From 1st to 6th of June, two PhD fellows Piia Liigand and I presented our recent results at 67th ASMS annual conference in Atlanta, USA.
The conference was kicked off with a plenary lecture by Prof. Mark Z. Jacobson on the topic of “Transitioning the World Energy for All Purposes to Stable Electricity Powered by 100% Wind, Water, and Sunlight”. He introduced how global, country wise, neighbourhood and individual energy production and preservation are feasible based on 100% renewable energy. I found fascinating the example of Prof. Jacobson himself as he has built his own house that uses and produces 100% renewable energy needed for maintaining the house and charging his electric car.

Piia presenting her poster

The conference consisted of four days full of exciting talks which covered the fundamentals of mass spectrometry to application in diverse fields from cannabis analysis to proteomics. It was very encouraging to hear about the journey of Prof Dr Sarah Trimpin, this year Biemann medal awardee and her studies of very simple ionization techniques. I found exciting the results of a group from CSIRO, Australia. They applied mass spectrometry in food safety analysis, but even more fascinating was the genetically modified canola which can produce omega-3 fatty acids in large amounts to prevent overfishing to obtain omega-3-rich fish oil.
Piia presented her results on “Unifying ionization efficiencies: a quantitative comparison of diverse data sets and validation of prediction models” as a poster and there was a great interest in her topic and fruitful discussions about the findings retrievable from the unified datasets.

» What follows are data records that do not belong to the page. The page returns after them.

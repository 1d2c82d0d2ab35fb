//! Lookups over HTTP: geocode.xyz for places, OpenWeatherMap for weather.

use std::time::Duration;

use reqwest::blocking::{Client, Response};
use serde::Deserialize;

use super::{Lookup, LookupError};
use crate::model::{Coords, Place, Weather};

const GEOCODE: &str = "geocode";
const WEATHER: &str = "weather";

pub const DEFAULT_GEOCODE_URL: &str = "https://geocode.xyz";
pub const DEFAULT_WEATHER_URL: &str = "https://api.openweathermap.org";

/// Blocking HTTP client for both lookup services.
pub struct HttpLookup {
    client: Client,
    geocode_url: String,
    weather_url: String,
    geocode_auth: Option<String>,
    weather_api_key: Option<String>,
}

impl HttpLookup {
    /// Builds a client whose every request gives up after `timeout`.
    pub fn new(
        timeout: Duration,
        geocode_auth: Option<String>,
        weather_api_key: Option<String>,
    ) -> Result<Self, LookupError> {
        let client = Client::builder()
            .timeout(timeout)
            .build()
            .map_err(|source| LookupError::Http {
                service: GEOCODE,
                source,
            })?;

        Ok(Self {
            client,
            geocode_url: DEFAULT_GEOCODE_URL.to_string(),
            weather_url: DEFAULT_WEATHER_URL.to_string(),
            geocode_auth,
            weather_api_key,
        })
    }

    #[must_use]
    pub fn with_geocode_url(mut self, url: &str) -> Self {
        self.geocode_url = url.trim_end_matches('/').to_string();
        self
    }

    #[must_use]
    pub fn with_weather_url(mut self, url: &str) -> Self {
        self.weather_url = url.trim_end_matches('/').to_string();
        self
    }
}

impl Lookup for HttpLookup {
    fn resolve_location(&self, coords: Coords) -> Result<Place, LookupError> {
        let url = format!("{}/{},{}", self.geocode_url, coords.lat, coords.lng);
        let mut request = self.client.get(&url).query(&[("json", "1")]);
        if let Some(auth) = &self.geocode_auth {
            request = request.query(&[("auth", auth)]);
        }

        tracing::debug!(%coords, "resolving location");
        let response = request.send().map_err(|source| LookupError::Http {
            service: GEOCODE,
            source,
        })?;
        let body: GeocodeResponse = read_json(GEOCODE, response)?;
        Ok(body.into_place())
    }

    fn resolve_weather(&self, coords: Coords) -> Result<Weather, LookupError> {
        let key = self
            .weather_api_key
            .as_deref()
            .ok_or(LookupError::NotConfigured { service: WEATHER })?;

        tracing::debug!(%coords, "resolving weather");
        let response = self
            .client
            .get(format!("{}/data/2.5/weather", self.weather_url))
            .query(&[
                ("lat", coords.lat.to_string()),
                ("lon", coords.lng.to_string()),
                ("appid", key.to_string()),
            ])
            .send()
            .map_err(|source| LookupError::Http {
                service: WEATHER,
                source,
            })?;
        let body: WeatherResponse = read_json(WEATHER, response)?;
        body.into_weather()
    }
}

fn read_json<T: serde::de::DeserializeOwned>(
    service: &'static str,
    response: Response,
) -> Result<T, LookupError> {
    let status = response.status();
    if !status.is_success() {
        return Err(LookupError::Status {
            service,
            status: status.as_u16(),
        });
    }
    response.json().map_err(|e| LookupError::Malformed {
        service,
        reason: e.to_string(),
    })
}

/// The fields we use from a geocode.xyz reverse lookup.
#[derive(Debug, Deserialize)]
struct GeocodeResponse {
    city: Option<String>,
    country: Option<String>,
}

impl GeocodeResponse {
    fn into_place(self) -> Place {
        // Throttled responses come back with blank or missing fields.
        let known = |s: Option<String>| s.filter(|s| !s.trim().is_empty());
        Place {
            city: known(self.city),
            country: known(self.country),
        }
    }
}

/// The fields we use from an OpenWeatherMap current-weather response.
#[derive(Debug, Deserialize)]
struct WeatherResponse {
    main: WeatherMain,
    #[serde(default)]
    weather: Vec<WeatherCondition>,
}

#[derive(Debug, Deserialize)]
struct WeatherMain {
    /// Kelvin.
    temp: f64,
}

#[derive(Debug, Deserialize)]
struct WeatherCondition {
    description: String,
    icon: String,
}

impl WeatherResponse {
    fn into_weather(self) -> Result<Weather, LookupError> {
        let condition =
            self.weather
                .into_iter()
                .next()
                .ok_or_else(|| LookupError::Malformed {
                    service: WEATHER,
                    reason: "no weather conditions in response".to_string(),
                })?;

        Ok(Weather {
            description: title_case(&condition.description),
            icon_id: condition.icon,
            temp_c: kelvin_to_celsius(self.main.temp),
        })
    }
}

/// Upper-cases the first letter of every space-separated word.
fn title_case(s: &str) -> String {
    s.split(' ')
        .map(|word| {
            let mut chars = word.chars();
            match chars.next() {
                Some(first) => first.to_uppercase().chain(chars).collect(),
                None => String::new(),
            }
        })
        .collect::<Vec<_>>()
        .join(" ")
}

/// Celsius, rounded to one decimal.
fn kelvin_to_celsius(kelvin: f64) -> f64 {
    ((kelvin - 273.15) * 10.0).round() / 10.0
}
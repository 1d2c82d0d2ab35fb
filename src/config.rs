//! Pinlog configuration.
//!
//! Loaded from `<root>/config.toml`, where the root is `$PINLOG_HOME` or
//! `~/.pinlog`. Every key is optional; a missing file means defaults.

use std::env;
use std::fs;
use std::path::PathBuf;
use std::time::Duration;

use serde::Deserialize;

use crate::storage::Storage;

/// Environment variable overriding the pinlog root directory.
pub const HOME_ENV: &str = "PINLOG_HOME";

/// Pinlog configuration.
#[derive(Debug, Clone, PartialEq, Eq, Deserialize)]
#[serde(rename_all = "kebab-case", default, deny_unknown_fields)]
pub struct Config {
    /// Where the workout database lives. Defaults to the root directory.
    pub data_dir: Option<PathBuf>,

    /// Zoom level used when panning to a workout.
    pub map_zoom: u8,

    /// Padding in pixels kept around the workouts when showing them all.
    pub fit_padding: u32,

    /// Per-request timeout for location and weather lookups.
    pub lookup_timeout_secs: u64,

    /// geocode.xyz auth token. Anonymous requests are heavily throttled.
    pub geocode_auth: Option<String>,

    /// OpenWeatherMap API key. Weather is skipped without one.
    pub weather_api_key: Option<String>,

    pub geocode_url: Option<String>,

    pub weather_url: Option<String>,
}

impl Default for Config {
    fn default() -> Self {
        Self {
            data_dir: None,
            map_zoom: 13,
            fit_padding: 100,
            lookup_timeout_secs: 10,
            geocode_auth: None,
            weather_api_key: None,
            geocode_url: None,
            weather_url: None,
        }
    }
}

impl Config {
    /// Load config from `<root>/config.toml`.
    /// A missing file gives the defaults; an unreadable or invalid one is an error.
    pub fn load() -> Result<Self, String> {
        let path = Self::path().ok_or("could not determine home directory")?;

        if !path.exists() {
            tracing::debug!(path = %path.display(), "no config file; using defaults");
            return Ok(Self::default());
        }

        let contents = fs::read_to_string(&path)
            .map_err(|e| format!("failed to read {}: {e}", path.display()))?;

        Self::parse(&contents).map_err(|e| format!("invalid config at {}: {e}", path.display()))
    }

    fn parse(contents: &str) -> Result<Self, String> {
        let config: Self = toml::from_str(contents).map_err(|e| e.to_string())?;

        if config.map_zoom > 20 {
            return Err(format!("map-zoom must be at most 20, got {}", config.map_zoom));
        }
        if config.lookup_timeout_secs == 0 {
            return Err("lookup-timeout-secs must be at least 1".to_string());
        }

        Ok(config)
    }

    /// The root directory: `$PINLOG_HOME`, else `~/.pinlog`.
    pub fn root() -> Option<PathBuf> {
        match env::var_os(HOME_ENV) {
            Some(home) if !home.is_empty() => Some(PathBuf::from(home)),
            _ => Storage::default_root(),
        }
    }

    /// The config file path: `<root>/config.toml`.
    pub fn path() -> Option<PathBuf> {
        Self::root().map(|r| r.join("config.toml"))
    }

    /// Where the database lives: `data-dir` if set, else the root.
    pub fn data_root(&self) -> Option<PathBuf> {
        self.data_dir.clone().or_else(Self::root)
    }

    pub fn lookup_timeout(&self) -> Duration {
        Duration::from_secs(self.lookup_timeout_secs)
    }
}
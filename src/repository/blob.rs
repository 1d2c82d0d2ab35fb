//! The persisted blob: a JSON array of flat, type-tagged workout records.
//!
//! ```json
//! [{"type":"running","id":"…","clicks":0,"coords":[38.7,-9.1],
//!   "distance":5,"duration":25,"date":1713085503000,
//!   "location":"Lisbon, Portugal","weather":"Clear Sky","weatherIcon":"01d",
//!   "weatherDeg":18.4,"description":"Running on April 14  |  09:05:03",
//!   "cadence":150,"pace":5}]
//! ```
//!
//! Derived fields (`description`, `pace`, `speed`) are written for anyone
//! reading the blob, but never trusted on the way back in. Older blobs may
//! lack the descriptive fields or carry `weatherDeg` as a string; both read fine.

use std::collections::HashSet;

use jiff::Timestamp;
use serde::{Deserialize, Deserializer, Serialize};

use crate::model::{ActivityType, Coords, Draft, Meta, ValidationError, Workout, WorkoutId};

/// One record as it sits in the blob.
#[derive(Debug, Clone, Serialize, Deserialize)]
#[serde(rename_all = "camelCase")]
struct StoredWorkout {
    #[serde(rename = "type")]
    activity: ActivityType,
    id: WorkoutId,
    #[serde(default)]
    clicks: u32,
    coords: [f64; 2],
    distance: f64,
    duration: f64,
    /// Epoch milliseconds.
    date: i64,
    #[serde(default, skip_serializing_if = "Option::is_none")]
    location: Option<String>,
    #[serde(default, skip_serializing_if = "Option::is_none")]
    weather: Option<String>,
    #[serde(default, skip_serializing_if = "Option::is_none")]
    weather_icon: Option<String>,
    #[serde(
        default,
        deserialize_with = "lenient_number",
        skip_serializing_if = "Option::is_none"
    )]
    weather_deg: Option<f64>,
    #[serde(default, skip_serializing_if = "Option::is_none")]
    description: Option<String>,
    #[serde(default, skip_serializing_if = "Option::is_none")]
    cadence: Option<f64>,
    #[serde(default, skip_serializing_if = "Option::is_none")]
    pace: Option<f64>,
    #[serde(default, skip_serializing_if = "Option::is_none")]
    elevation_gain: Option<f64>,
    #[serde(default, skip_serializing_if = "Option::is_none")]
    speed: Option<f64>,
}

/// Why a stored record could not be brought back.
#[derive(Debug, thiserror::Error)]
enum RestoreError {
    #[error("missing {0}")]
    Missing(&'static str),

    #[error("invalid date: {0}")]
    Date(#[from] jiff::Error),

    #[error(transparent)]
    Invalid(#[from] ValidationError),
}

impl From<&Workout> for StoredWorkout {
    fn from(w: &Workout) -> Self {
        let coords = w.coords();
        let meta = w.meta();
        let running = w.activity() == ActivityType::Running;
        Self {
            activity: w.activity(),
            id: w.id().clone(),
            clicks: w.interaction_count(),
            coords: [coords.lat, coords.lng],
            distance: w.distance_km(),
            duration: w.duration_min(),
            date: w.created_at().as_millisecond(),
            location: meta.location.clone(),
            weather: meta.weather.clone(),
            weather_icon: meta.weather_icon.clone(),
            weather_deg: meta.temp_c,
            description: Some(w.description().to_string()),
            cadence: running.then(|| w.value()),
            pace: w.pace(),
            elevation_gain: (!running).then(|| w.value()),
            speed: w.speed(),
        }
    }
}

impl StoredWorkout {
    /// Rebuilds the record, recomputing everything derived.
    fn restore(self) -> Result<Workout, RestoreError> {
        let value = match self.activity {
            ActivityType::Running => self.cadence.ok_or(RestoreError::Missing("cadence"))?,
            ActivityType::Cycling => self
                .elevation_gain
                .ok_or(RestoreError::Missing("elevationGain"))?,
        };
        let draft = Draft {
            activity: self.activity,
            coords: Coords::new(self.coords[0], self.coords[1]),
            distance_km: self.distance,
            duration_min: self.duration,
            value,
            created_at: Timestamp::from_millisecond(self.date)?,
            meta: Meta {
                location: self.location,
                weather: self.weather,
                weather_icon: self.weather_icon,
                temp_c: self.weather_deg,
            },
        };
        Ok(Workout::from_draft(self.id, draft)?.with_interaction_count(self.clicks))
    }
}

/// Serializes the whole collection, in order.
pub fn serialize(workouts: &[Workout]) -> serde_json::Result<String> {
    let stored: Vec<StoredWorkout> = workouts.iter().map(StoredWorkout::from).collect();
    serde_json::to_string(&stored)
}

/// Reads a blob back into records.
///
/// An unparsable blob reads as empty. Records that can't be restored, and
/// records repeating an id already seen, are skipped. Each skip is logged.
pub fn deserialize(blob: &str) -> Vec<Workout> {
    let entries: Vec<serde_json::Value> = match serde_json::from_str(blob) {
        Ok(entries) => entries,
        Err(e) => {
            tracing::warn!(error = %e, "stored workouts are unreadable; starting empty");
            return Vec::new();
        }
    };

    let mut seen = HashSet::new();
    let mut workouts = Vec::with_capacity(entries.len());
    for (index, entry) in entries.into_iter().enumerate() {
        let restored = serde_json::from_value::<StoredWorkout>(entry)
            .map_err(|e| e.to_string())
            .and_then(|stored| stored.restore().map_err(|e| e.to_string()));
        match restored {
            Ok(w) if seen.insert(w.id().clone()) => workouts.push(w),
            Ok(w) => tracing::warn!(index, id = %w.id(), "skipping duplicate stored workout"),
            Err(error) => tracing::warn!(index, %error, "skipping unreadable stored workout"),
        }
    }
    workouts
}

/// Accepts a number, a numeric string, or null.
fn lenient_number<'de, D>(deserializer: D) -> Result<Option<f64>, D::Error>
where
    D: Deserializer<'de>,
{
    #[derive(Deserialize)]
    #[serde(untagged)]
    enum NumberOrText {
        Number(f64),
        Text(String),
    }

    Ok(match Option::<NumberOrText>::deserialize(deserializer)? {
        Some(NumberOrText::Number(n)) => Some(n),
        Some(NumberOrText::Text(s)) => s.trim().parse().ok(),
        None => None,
    })
}
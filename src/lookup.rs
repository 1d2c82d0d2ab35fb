//! Location and weather lookups for a point on the map.
//!
//! Both are best-effort. A failure only means the workout is logged
//! without that metadata.

mod http;

pub use http::HttpLookup;

use crate::model::{Coords, Place, Weather};

/// Errors from a lookup service.
#[derive(Debug, thiserror::Error)]
pub enum LookupError {
    #[error("{service} lookup is not configured")]
    NotConfigured { service: &'static str },

    #[error("{service} request failed: {source}")]
    Http {
        service: &'static str,
        #[source]
        source: reqwest::Error,
    },

    #[error("{service} returned HTTP {status}")]
    Status { service: &'static str, status: u16 },

    #[error("{service} response was malformed: {reason}")]
    Malformed {
        service: &'static str,
        reason: String,
    },
}

/// Resolves descriptive metadata for a point.
pub trait Lookup {
    /// Which city and country the point is in.
    fn resolve_location(&self, coords: Coords) -> Result<Place, LookupError>;

    /// Current weather at the point.
    fn resolve_weather(&self, coords: Coords) -> Result<Weather, LookupError>;
}
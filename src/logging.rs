//! Diagnostic logging to stderr.

use tracing_subscriber::EnvFilter;

/// Installs the global subscriber.
///
/// `RUST_LOG` wins when set. Otherwise pinlog logs warnings, raised by each
/// `-v` (info, debug, trace) and lowered by `-q` to errors only. Other
/// crates stay at warnings.
pub fn init(verbose: u8, quiet: bool) {
    let level = match (quiet, verbose) {
        (true, _) => "error",
        (false, 0) => "warn",
        (false, 1) => "info",
        (false, 2) => "debug",
        (false, _) => "trace",
    };

    let filter = EnvFilter::try_from_default_env()
        .unwrap_or_else(|_| EnvFilter::new(format!("warn,pinlog={level}")));

    tracing_subscriber::fmt()
        .with_env_filter(filter)
        .with_writer(std::io::stderr)
        .with_target(false)
        .without_time()
        .compact()
        .init();
}
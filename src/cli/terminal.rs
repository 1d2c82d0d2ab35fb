//! Terminal stand-ins for the map and the list view.
//!
//! Both render into memory; the command prints the final frame once the
//! intent has run. Warnings go straight to stderr.

use std::collections::BTreeMap;

use super::format::{format_fit, format_pan, format_workout};
use crate::lookup::LookupError;
use crate::model::{Coords, ValidationError, Workout, WorkoutId};
use crate::services::{Bounds, MapService, ViewService};

/// Keeps track of pins and where the camera was last sent.
#[derive(Debug, Default)]
pub struct TerminalMap {
    next: u32,
    pins: BTreeMap<u32, Coords>,
    camera: Option<String>,
}

impl TerminalMap {
    /// Number of pins currently on the map.
    pub fn pin_count(&self) -> usize {
        self.pins.len()
    }

    /// The last camera move, if any.
    pub fn camera(&self) -> Option<&str> {
        self.camera.as_deref()
    }
}

impl MapService for TerminalMap {
    type Marker = u32;

    fn place_marker(&mut self, coords: Coords, popup: &str) -> u32 {
        self.next += 1;
        self.pins.insert(self.next, coords);
        tracing::trace!(marker = self.next, %coords, popup, "placed marker");
        self.next
    }

    fn remove_marker(&mut self, marker: u32) {
        self.pins.remove(&marker);
    }

    fn pan_to(&mut self, coords: Coords, zoom: u8) {
        self.camera = Some(format_pan(coords, zoom));
    }

    fn fit_bounds(&mut self, bounds: Bounds, padding: (u32, u32)) {
        self.camera = Some(format_fit(bounds, padding));
    }
}

/// Holds the rendered list entries.
#[derive(Debug, Default)]
pub struct TerminalView {
    entries: Vec<String>,
    actions_enabled: bool,
}

impl TerminalView {
    pub fn entries(&self) -> &[String] {
        &self.entries
    }

    pub fn actions_enabled(&self) -> bool {
        self.actions_enabled
    }
}

impl ViewService for TerminalView {
    fn render_list(&mut self, workouts: &[&Workout]) {
        self.entries = workouts.iter().map(|w| format_workout(w)).collect();
    }

    fn set_actions_enabled(&mut self, enabled: bool) {
        self.actions_enabled = enabled;
    }

    fn show_validation_warning(&mut self, error: &ValidationError) {
        eprintln!("Invalid input: {error}");
    }

    fn show_empty_warning(&mut self) {
        eprintln!("No workouts yet. Log one with `pinlog add`.");
    }

    fn show_lookup_failure(&mut self, error: &LookupError) {
        eprintln!("Lookup failed, logging without it: {error}");
    }

    fn show_missing_location(&mut self) {
        eprintln!("Pick a location first (--at LAT,LNG).");
    }

    fn show_not_found(&mut self, id: &WorkoutId) {
        eprintln!("No workout {id}");
    }
}
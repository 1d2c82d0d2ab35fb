//! Workout records: the unit of the log.
//!
//! Fields are private. The only ways to change a record are
//! [`Workout::apply_edit`] and [`Workout::record_interaction`], and the
//! former always finishes with [`Workout::recompute_derived`], so pace,
//! speed and description can never be observed stale.

use std::fmt;

use jiff::{Timestamp, tz::TimeZone};
use serde::{Deserialize, Serialize};
use uuid::Uuid;

use super::{ActivityType, Coords, Meta};

/// Separates the date part of a description from its time part.
const TIME_SEPARATOR: &str = "  |  ";

/// Opaque, never-reused record id.
#[derive(Debug, Clone, PartialEq, Eq, Hash, Serialize, Deserialize)]
#[serde(transparent)]
pub struct WorkoutId(String);

impl WorkoutId {
    /// A fresh id for a newly created record.
    pub fn generate() -> Self {
        Self(Uuid::new_v4().to_string())
    }

    pub fn as_str(&self) -> &str {
        &self.0
    }

    /// First eight characters, for display.
    pub fn short(&self) -> &str {
        self.0.get(..8).unwrap_or(&self.0)
    }
}

impl From<String> for WorkoutId {
    fn from(id: String) -> Self {
        Self(id)
    }
}

impl From<&str> for WorkoutId {
    fn from(id: &str) -> Self {
        Self(id.to_string())
    }
}

impl fmt::Display for WorkoutId {
    fn fmt(&self, f: &mut fmt::Formatter<'_>) -> fmt::Result {
        f.write_str(&self.0)
    }
}

/// Input rejected before any state changes.
#[derive(Debug, Clone, Copy, PartialEq, Eq, thiserror::Error)]
pub enum ValidationError {
    #[error("{field} must be a finite number")]
    NotFinite { field: &'static str },

    #[error("{field} must be a positive number")]
    NotPositive { field: &'static str },
}

/// Variant-specific data, with the metric derived from it.
#[derive(Debug, Clone, Copy, PartialEq)]
pub enum WorkoutKind {
    Running {
        cadence_spm: f64,
        pace_min_per_km: f64,
    },
    Cycling {
        /// May be zero or negative.
        elevation_gain_m: f64,
        speed_km_per_h: f64,
    },
}

/// Everything needed to build a record, minus its id.
#[derive(Debug, Clone, PartialEq)]
pub struct Draft {
    pub activity: ActivityType,
    pub coords: Coords,
    pub distance_km: f64,
    pub duration_min: f64,
    /// Cadence for running, elevation gain for cycling.
    pub value: f64,
    pub created_at: Timestamp,
    pub meta: Meta,
}

/// One logged workout.
#[derive(Debug, Clone, PartialEq)]
pub struct Workout {
    id: WorkoutId,
    coords: Coords,
    distance_km: f64,
    duration_min: f64,
    created_at: Timestamp,
    meta: Meta,
    interaction_count: u32,
    kind: WorkoutKind,
    description: String,
}

impl Workout {
    /// Creates a running record with a fresh id.
    pub fn running(
        coords: Coords,
        distance_km: f64,
        duration_min: f64,
        created_at: Timestamp,
        meta: Meta,
        cadence_spm: f64,
    ) -> Result<Self, ValidationError> {
        Self::from_draft(
            WorkoutId::generate(),
            Draft {
                activity: ActivityType::Running,
                coords,
                distance_km,
                duration_min,
                value: cadence_spm,
                created_at,
                meta,
            },
        )
    }

    /// Creates a cycling record with a fresh id.
    pub fn cycling(
        coords: Coords,
        distance_km: f64,
        duration_min: f64,
        created_at: Timestamp,
        meta: Meta,
        elevation_gain_m: f64,
    ) -> Result<Self, ValidationError> {
        Self::from_draft(
            WorkoutId::generate(),
            Draft {
                activity: ActivityType::Cycling,
                coords,
                distance_km,
                duration_min,
                value: elevation_gain_m,
                created_at,
                meta,
            },
        )
    }

    /// Builds a record under a known id (fresh or restored from storage).
    pub fn from_draft(id: WorkoutId, draft: Draft) -> Result<Self, ValidationError> {
        validate(
            draft.activity,
            draft.distance_km,
            draft.duration_min,
            draft.value,
        )?;

        let kind = match draft.activity {
            ActivityType::Running => WorkoutKind::Running {
                cadence_spm: draft.value,
                pace_min_per_km: 0.0,
            },
            ActivityType::Cycling => WorkoutKind::Cycling {
                elevation_gain_m: draft.value,
                speed_km_per_h: 0.0,
            },
        };

        let mut workout = Self {
            id,
            coords: draft.coords,
            distance_km: draft.distance_km,
            duration_min: draft.duration_min,
            // Stored as epoch milliseconds; keep the in-memory value equal to it.
            created_at: Timestamp::from_millisecond(draft.created_at.as_millisecond())
                .unwrap_or(draft.created_at),
            meta: draft.meta,
            interaction_count: 0,
            kind,
            description: String::new(),
        };
        workout.recompute_derived();
        Ok(workout)
    }

    /// Recomputes pace or speed and the description from the current fields.
    pub fn recompute_derived(&mut self) {
        self.kind = match self.kind {
            WorkoutKind::Running { cadence_spm, .. } => WorkoutKind::Running {
                cadence_spm,
                pace_min_per_km: self.duration_min / self.distance_km,
            },
            WorkoutKind::Cycling {
                elevation_gain_m, ..
            } => WorkoutKind::Cycling {
                elevation_gain_m,
                speed_km_per_h: self.distance_km / (self.duration_min / 60.0),
            },
        };
        self.description = describe_in(self.activity(), self.created_at, &TimeZone::system());
    }

    /// Replaces the metrics. The activity type never changes; `value` is
    /// read as cadence or elevation gain depending on it.
    ///
    /// On error the record is left exactly as it was.
    pub fn apply_edit(
        &mut self,
        distance_km: f64,
        duration_min: f64,
        value: f64,
    ) -> Result<(), ValidationError> {
        validate(self.activity(), distance_km, duration_min, value)?;

        self.distance_km = distance_km;
        self.duration_min = duration_min;
        match &mut self.kind {
            WorkoutKind::Running { cadence_spm, .. } => *cadence_spm = value,
            WorkoutKind::Cycling {
                elevation_gain_m, ..
            } => *elevation_gain_m = value,
        }
        self.recompute_derived();
        Ok(())
    }

    /// Counts one more selection of this record.
    pub fn record_interaction(&mut self) {
        self.interaction_count = self.interaction_count.saturating_add(1);
    }

    /// Restores the selection count read back from storage.
    pub(crate) fn with_interaction_count(mut self, count: u32) -> Self {
        self.interaction_count = count;
        self
    }

    pub fn id(&self) -> &WorkoutId {
        &self.id
    }

    pub fn coords(&self) -> Coords {
        self.coords
    }

    pub fn distance_km(&self) -> f64 {
        self.distance_km
    }

    pub fn duration_min(&self) -> f64 {
        self.duration_min
    }

    pub fn created_at(&self) -> Timestamp {
        self.created_at
    }

    pub fn meta(&self) -> &Meta {
        &self.meta
    }

    pub fn interaction_count(&self) -> u32 {
        self.interaction_count
    }

    pub fn kind(&self) -> WorkoutKind {
        self.kind
    }

    pub fn activity(&self) -> ActivityType {
        match self.kind {
            WorkoutKind::Running { .. } => ActivityType::Running,
            WorkoutKind::Cycling { .. } => ActivityType::Cycling,
        }
    }

    /// Cadence for running, elevation gain for cycling.
    pub fn value(&self) -> f64 {
        match self.kind {
            WorkoutKind::Running { cadence_spm, .. } => cadence_spm,
            WorkoutKind::Cycling {
                elevation_gain_m, ..
            } => elevation_gain_m,
        }
    }

    /// Minutes per kilometre; `None` for cycling.
    pub fn pace(&self) -> Option<f64> {
        match self.kind {
            WorkoutKind::Running {
                pace_min_per_km, ..
            } => Some(pace_min_per_km),
            WorkoutKind::Cycling { .. } => None,
        }
    }

    /// Kilometres per hour; `None` for running.
    pub fn speed(&self) -> Option<f64> {
        match self.kind {
            WorkoutKind::Running { .. } => None,
            WorkoutKind::Cycling { speed_km_per_h, .. } => Some(speed_km_per_h),
        }
    }

    pub fn description(&self) -> &str {
        &self.description
    }

    /// Marker popup text: glyph plus the date part of the description.
    pub fn popup_text(&self) -> String {
        let date = self
            .description
            .split(TIME_SEPARATOR)
            .next()
            .unwrap_or(&self.description);
        format!("{} {date}", self.activity().glyph())
    }
}

/// Checks form input for a workout of the given type.
///
/// Every field must be finite. Distance and duration must be positive, and
/// so must cadence. Elevation gain may be zero or negative.
pub fn validate(
    activity: ActivityType,
    distance_km: f64,
    duration_min: f64,
    value: f64,
) -> Result<(), ValidationError> {
    let value_name = activity.value_name();
    for (field, n) in [
        ("distance", distance_km),
        ("duration", duration_min),
        (value_name, value),
    ] {
        if !n.is_finite() {
            return Err(ValidationError::NotFinite { field });
        }
    }

    let mut positive = vec![("distance", distance_km), ("duration", duration_min)];
    if activity == ActivityType::Running {
        positive.push((value_name, value));
    }
    for (field, n) in positive {
        if n <= 0.0 {
            return Err(ValidationError::NotPositive { field });
        }
    }

    Ok(())
}

/// `"Running on April 14  |  09:05:03"`, in the given time zone.
pub fn describe_in(activity: ActivityType, created_at: Timestamp, tz: &TimeZone) -> String {
    let local = created_at.to_zoned(tz.clone());
    format!(
        "{} on {}{TIME_SEPARATOR}{}",
        activity.title(),
        local.strftime("%B %-d"),
        local.strftime("%H:%M:%S")
    )
}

I presented the results on “Standard Substance Free Quantification of LC/ESI/MS on the Example of Pesticides in Cereal”. Although my poster was scheduled on the last day there was remarkable interest in our topic. Furthermore, future collaborations were arranged to test out our Quantem approach on datasets from different fields, metabolomics to the vaping industry.
The conference ended with the gala dinner in Georgia aquarium. The sea life, especially whale sharks and beluga whales, were astonishing. It was great to meet old friends and get to know new ones. We thank the ASMS team for a very nice conference in Atlanta and hope to meet next year in Houston at 68th ASMS annual conference. Additionally, we thank the Graduate School of Functional materials and technologies and Kristjan Jaak scholarship for travel costs.